West Side music legacy showcased at Monmouth U
City's music scene once centered around Springwood Avenue
It was once the hotspot in town.
A place where one could dress to the nines for a night with Lionel Hampton, Billie Holiday, Little Richard, or Al Green.
These famed musicians made the west side’s community halls and clubs a regular tour stop. And in doing so, the area became a place where young players like Edward Ellington and Red Bank’s own Bill Basie could make the connections they’d need to help earn their royal chops.
The history and stories from this era and the colorful club owners, producers, and promoters are all showcased this month in an exhibit titled: “Asbury Park’s Springwood Avenue Harmony: Celebrating the West Side’s Musical Legacy” at Monmouth University’s Pollak Theatre Gallery in West Long Branch. The exhibit is free to public and open from 9 a.m. to 7 p.m., Monday through Friday and select weekends through February.

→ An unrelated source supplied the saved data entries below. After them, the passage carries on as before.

use std::process::{Command, Output};

mod common;
use common::temp_files::create_temp_yaml;

fn route_cors() -> Command {
    let mut cmd = Command::new(env!("CARGO_BIN_EXE_route-cors"));
    cmd.env_remove("ROUTE_CORS_ORIGIN")
        .env_remove("ROUTE_CORS_METHODS")
        .env_remove("ROUTE_CORS_HEADERS")
        .env("ROUTE_CORS_LOG_LEVEL", "error");
    cmd
}

fn stdout(output: &Output) -> String {
    assert!(
        output.status.success(),
        "stderr: {}",
        String::from_utf8_lossy(&output.stderr)
    );
    String::from_utf8(output.stdout.clone()).unwrap()
}

#[test]
fn test_cli_headers_defaults() {
    let output = route_cors().arg("headers").output().expect("run cli");
    assert_eq!(
        stdout(&output),
        "access-control-allow-origin: *\n\
         access-control-allow-methods: *\n\
         access-control-allow-headers: *\n"
    );
}

#[test]
fn test_cli_env_file_and_flag_precedence() {
    let file = create_temp_yaml("origin: https://file.example\nmethods: GET\n");
    let output = route_cors()
        .env("ROUTE_CORS_ORIGIN", "https://env.example")
        .env("ROUTE_CORS_HEADERS", "X-From-Env")
        .arg("check")
        .arg("--config")
        .arg(file.path())
        .arg("--methods")
        .arg("GET, PUT")
        .output()
        .expect("run cli");

    let options: serde_json::Value = serde_json::from_str(&stdout(&output)).unwrap();
    assert_eq!(options["origin"], "https://file.example");
    assert_eq!(options["methods"], "GET, PUT");
    assert_eq!(options["headers"], "X-From-Env");
}

#[test]
fn test_cli_blank_env_value_is_ignored() {
    let output = route_cors()
        .env("ROUTE_CORS_ORIGIN", "   ")
        .arg("headers")
        .output()
        .expect("run cli");
    assert!(stdout(&output).starts_with("access-control-allow-origin: *\n"));
}

#[test]
fn test_cli_preflight_json() {
    let output = route_cors()
        .args(["preflight", "--origin", "https://app.example"])
        .output()
        .expect("run cli");

    let response: serde_json::Value = serde_json::from_str(&stdout(&output)).unwrap();
    assert_eq!(response["status"], 204);
    assert!(response["body"].is_null());
    assert_eq!(
        response["headers"]["access-control-allow-origin"],
        "https://app.example"
    );
}

#[test]
fn test_cli_rejects_bad_config() {
    let file = create_temp_yaml("origin: \"\"\n");
    let output = route_cors()
        .arg("check")
        .arg("--config")
        .arg(file.path())
        .output()
        .expect("run cli");
    assert!(!output.status.success());
    let stderr = String::from_utf8_lossy(&output.stderr);
    assert!(stderr.contains("'origin' must not be empty"), "{stderr}");
}
//! Request identifiers carried through wrapped handlers.
//!
//! Every [`HandlerRequest`](crate::handler::HandlerRequest) carries a [`RequestId`] so log lines
//! emitted by the CORS wrapper can be correlated with the host server's own request logs.

use std::fmt::{Display, Formatter};
use std::str::FromStr;

/// Header hosts commonly use to propagate a request id.
pub const REQUEST_ID_HEADER: &str = "x-request-id";

/// ULID-backed request identifier.
#[derive(Clone, Copy, Eq, PartialEq, Hash, Debug)]
pub struct RequestId(pub ulid::Ulid);

impl RequestId {
    #[must_use]
    pub fn new() -> Self {
        Self(ulid::Ulid::new())
    }

    /// Reuse the id from an `x-request-id` header value, or mint a fresh one
    /// when the header is absent or not a ULID.
    #[must_use]
    pub fn from_header_or_new(header_value: Option<&str>) -> Self {
        header_value
            .and_then(|s| s.trim().parse::<RequestId>().ok())
            .unwrap_or_default()
    }
}

impl Default for RequestId {
    fn default() -> Self {
        Self::new()
    }
}

impl Display for RequestId {
    fn fmt(&self, f: &mut Formatter<'_>) -> std::fmt::Result {
        Display::fmt(&self.0, f)
    }
}

impl FromStr for RequestId {
    type Err = ulid::DecodeError;

    fn from_str(s: &str) -> Result<Self, Self::Err> {
        ulid::Ulid::from_string(s).map(RequestId)
    }
}

#[cfg(test)]
mod tests {
    use super::*;

    #[test]
    fn test_header_value_is_reused() {
        let id = RequestId::new();
        let text = id.to_string();
        assert_eq!(RequestId::from_header_or_new(Some(&text)), id);
    }

    #[test]
    fn test_garbage_header_mints_new_id() {
        let a = RequestId::from_header_or_new(Some("not-a-ulid"));
        let b = RequestId::from_header_or_new(None);
        assert_ne!(a, b);
    }
}
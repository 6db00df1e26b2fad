use std::sync::Arc;

use http::StatusCode;
use serde_json::Value;

use super::CorsOptions;
use crate::handler::{HandlerResponse, HeaderVec};

pub const ALLOW_ORIGIN: &str = "access-control-allow-origin";
pub const ALLOW_METHODS: &str = "access-control-allow-methods";
pub const ALLOW_HEADERS: &str = "access-control-allow-headers";

/// The three CORS headers derived from [`CorsOptions`]
///
/// Computed once per wrapper and shared read-only by every handler it
/// produces, so all responses from one wrapped table agree. Header names are
/// allocated here once and shared by every response the set is applied to.
#[derive(Debug, Clone, PartialEq, Eq)]
pub struct CorsHeaderSet {
    origin: String,
    methods: String,
    headers: String,
    names: [Arc<str>; 3],
}

impl CorsHeaderSet {
    #[must_use]
    pub fn from_options(options: &CorsOptions) -> Self {
        Self {
            origin: options.origin.clone(),
            methods: options.methods.clone(),
            headers: options.headers.clone(),
            names: [
                Arc::from(ALLOW_ORIGIN),
                Arc::from(ALLOW_METHODS),
                Arc::from(ALLOW_HEADERS),
            ],
        }
    }

    fn shared_pairs(&self) -> impl Iterator<Item = (Arc<str>, String)> + '_ {
        self.names
            .iter()
            .zip([&self.origin, &self.methods, &self.headers])
            .map(|(name, value)| (Arc::clone(name), value.clone()))
    }

    #[must_use]
    pub fn origin(&self) -> &str {
        &self.origin
    }

    #[must_use]
    pub fn methods(&self) -> &str {
        &self.methods
    }

    #[must_use]
    pub fn headers(&self) -> &str {
        &self.headers
    }

    /// `(header name, value)` pairs, names lowercase
    #[must_use]
    pub fn pairs(&self) -> [(&'static str, &str); 3] {
        [
            (ALLOW_ORIGIN, self.origin.as_str()),
            (ALLOW_METHODS, self.methods.as_str()),
            (ALLOW_HEADERS, self.headers.as_str()),
        ]
    }

    /// Set all three headers on `response`, replacing same-named headers
    pub fn apply(&self, response: &mut HandlerResponse) {
        for (name, value) in self.shared_pairs() {
            response.insert_header(name, value);
        }
    }

    /// The three headers as a fresh [`HeaderVec`]
    #[must_use]
    pub fn to_header_vec(&self) -> HeaderVec {
        self.shared_pairs().collect()
    }

    /// Response returned by a synthesized `OPTIONS` handler:
    /// 204, empty body, exactly these three headers
    #[must_use]
    pub fn preflight_response(&self) -> HandlerResponse {
        HandlerResponse::new(
            StatusCode::NO_CONTENT.as_u16(),
            self.to_header_vec(),
            Value::Null,
        )
    }
}

impl From<&CorsOptions> for CorsHeaderSet {
    fn from(options: &CorsOptions) -> Self {
        Self::from_options(options)
    }
}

And at 7 p.m. on Wednesday, Feb. 11, curators Pam and Charlie Horner of Classic Urban Harmony, LLC, will bring the showcase to life with a multimedia presentation at the gallery. Also free to the public, the event will feature video and song clips to help bring the vibrant story of this era to life.
The couple are music historians who have amassed a collection of over 50,000 records and a countless number of news clippings, photographs, books and trade magazines, sheet music, posters and other memorabilia.
In showcasing the community halls and clubs that once populated the area in and around Springwood Avenue, the couple provides vignettes from the close to 80-year-long era that ended with the famed roadway’s destruction during the July 1970 riots.
“There must have been 30 or more (community clubs and halls) along Springwood Avenue and that’s only a 10-block area,” Charlie Horner said.
But in their wake, these often small halls with restaurant fronts and a back room where a band could play, left a legacy that would become this music city’s foundation.
“Springwood Avenue is a shadow of what it once was,” Horner said.
Back then, spots like the Turf Club, Cuba’s or Big Bill’s were home to everything from a strong gospel sound to the next generation of jazz, R&B, doo wop, and soul. This era even saw the city’s African American and Italian American communities cross-pollinate in ways that made some beautiful music during the glory days of vocal-group rock and roll, Horner said.
National acts from the Springwood scene included Lenny Welch (whose “Since I Fell for You” was a Top 5 pop hit in 1962) and Billy Brown (whose chart-toppers with The Moments and Ray Goodman & Brown include “Love on a Two-Way Street”).
Also featured is breakout artist Bobby Thomas, [left], whose career with Asbury’s own Vibranaires led to a long tenure with The Orioles, and The Broadways, who enjoyed a brief run as a nationwide act in the 1960s.
Rare artifacts include those from record label owner “Gus” Tillman and even the original marquee from Leo Karp’s Turf Club.
Horner said many of the items donated for display were contributed by the musicians and their family members, photographs from the late West Side photographer Joseph A. Carter Sr.
The exhibit is a collaboration of The Center for the Arts at Monmouth University, Classic Urban Harmony LLC, the Asbury Park Historical Society and the Light of Day Foundation.